I’m not finding fault with breastfeeding, co-sleeping, or wearing your baby. I support all of these practices and used them all in raising my own children. But the truth is that we don’t yet have research that shows that these practices actually foster secure attachment. They may help – I’m betting they do – but so far we don’t have proof. And they certainly aren’t essential to raise a securely attached, emotionally healthy child.

For the record, what children need to be securely attached is to feel unconditionally loved. Not to BE unconditionally loved, but to FEEL it. What does that actually mean parents need to do, in practice? It means that when our child is needy we accept those needs and meet them, without judging that he shouldn’t have those needs. It means that when our child is angry, we accept his anger without getting defensive. We stay compassionate, understanding that under our child’s anger is fear, or hurt, or sadness — and we accept the full range of his emotions without judgement. It means that our child knows he can show us exactly who he is and what he is feeling in any given moment, and we will embrace him with love.

A tall order? Yes. That’s why children stretch our hearts and move us closer to enlightenment. Luckily, we don’t have to do it perfectly. We just have to be willing to keep working to heal the unloved places inside us so we can wholly accept our children and meet their needs.

What does all this have to do with breastfeeding, co-sleeping, or wearing your baby? Well, it seems obvious to me that when we keep a baby close, it’s easier for us to stay in tune with her and see things from her perspective. It’s easier to be responsive to her needs. So it seems likely that the practices we think of as ‘attachment’ practices do help us to be more responsive parents, which makes secure attachment more likely.

But here’s the thing: these practices don’t guarantee a secure attachment. We all know attachment parents who scream at their children and then feel terrible about it. Unfortunately, when we as parents can’t regulate our own anger, it disconnects us from our child – which is a risk factor for insecure attachment.
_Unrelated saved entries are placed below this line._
use crate::{Category, DeckError, RoundNumber, Theme};
use std::collections::{BTreeSet, HashSet};
use std::sync::Arc;
use tracing::{debug, warn};

/// Supplies category content by name. Loading may fail per category.
pub trait CategorySource {
    fn category_names(&self) -> Vec<String>;
    fn load_category(&self, name: &str) -> Result<Category, DeckError>;
}

#[derive(Debug, Clone)]
pub struct CategoryEntry {
    pub name: String,
    pub color: String,
    pub themes: Vec<Arc<Theme>>,
}

/// Every theme the deck can draw from, grouped by category.
#[derive(Debug, Clone, Default)]
pub struct CategoryCatalog {
    categories: Vec<CategoryEntry>,
}

impl CategoryCatalog {
    pub fn new(categories: Vec<Category>) -> Self {
        let mut catalog = Self::default();
        for category in categories {
            catalog.insert(category);
        }
        catalog
    }

    /// Loads every category the source knows about. Categories that fail to
    /// load are logged and left out.
    pub fn from_source(source: &dyn CategorySource) -> Self {
        let mut catalog = Self::default();
        for name in source.category_names() {
            match source.load_category(&name) {
                Ok(category) => catalog.insert(category),
                Err(err) => warn!(category = %name, error = %err, "skipping category"),
            }
        }
        debug!(
            categories = catalog.categories.len(),
            themes = catalog.theme_count(),
            "category catalog loaded"
        );
        catalog
    }

    pub fn insert(&mut self, category: Category) {
        let themes = category.themes.into_iter().map(Arc::new).collect();
        if let Some(existing) = self
            .categories
            .iter_mut()
            .find(|entry| entry.name.eq_ignore_ascii_case(&category.category))
        {
            existing.themes = themes;
            existing.color = category.color;
            return;
        }
        self.categories.push(CategoryEntry {
            name: category.category,
            color: category.color,
            themes,
        });
    }

    pub fn categories(&self) -> &[CategoryEntry] {
        &self.categories
    }

    pub fn category_names(&self) -> Vec<&str> {
        self.categories.iter().map(|entry| entry.name.as_str()).collect()
    }

    pub fn is_empty(&self) -> bool {
        self.theme_count() == 0
    }

    pub fn theme_count(&self) -> usize {
        self.categories.iter().map(|entry| entry.themes.len()).sum()
    }

    pub fn themes(&self) -> impl Iterator<Item = &Arc<Theme>> + '_ {
        self.categories.iter().flat_map(|entry| entry.themes.iter())
    }

    pub fn themes_in<'a>(&'a self, category: &'a str) -> impl Iterator<Item = &'a Arc<Theme>> + 'a {
        self.themes().filter(move |theme| theme.in_category(category))
    }

    /// Themes playable in `round` under an optional explicit category, or the
    /// selected set when no category is given. Each (category, title) appears
    /// once even when several files supply it.
    pub fn eligible_themes(
        &self,
        round: RoundNumber,
        category: Option<&str>,
        selected: &BTreeSet<String>,
    ) -> Vec<Arc<Theme>> {
        let mut seen = HashSet::new();
        self.themes()
            .filter(|theme| !theme.is_excluded_from(round))
            .filter(|theme| match category {
                Some(name) => theme.in_category(name),
                None => {
                    selected.is_empty()
                        || selected.iter().any(|name| theme.in_category(name))
                }
            })
            .filter(|theme| seen.insert((theme.category.clone(), theme.title.clone())))
            .cloned()
            .collect()
    }
}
We might even ask whether, if those parents were getting a better night’s sleep, they would be more able to be compassionate with their children. In some cases, does trying to live up to an ideal of perfect attachment practices make parents feel worse, and do worse?

So what happens if a parent, for whatever reason, doesn’t co-sleep, wear her baby, or breastfeed? Does the absence of these attachment practices create an insecure attachment? No, not if the mother is responsive and accepting. In fact, well before these practices were commonly used in most developed countries, the average rate of secure attachment was about 60%. This means that babies who were fed from a bottle, pushed in a pram and sleeping in a cot still had about a 60% chance of being securely attached. In other words, approximately 60% of parents, across cultures, were responsive and accepting enough that their babies were securely attached, regardless of their parenting practices.

Of course, from an evolutionary perspective, Mother Nature probably designed humans so that virtually all babies would be securely attached. Having 40% of babies raised in such a way that they’re insecurely attached indicates to me that the way our culture parents needs some improvement. But what’s the solution? Certainly, giving parents information about what creates secure attachment is helpful. But making parents feel bad never helps. Maybe we can start by extending some of that unconditional love to each other. Let’s give all mums and dads the support they need to grow into the responsive parents their children need.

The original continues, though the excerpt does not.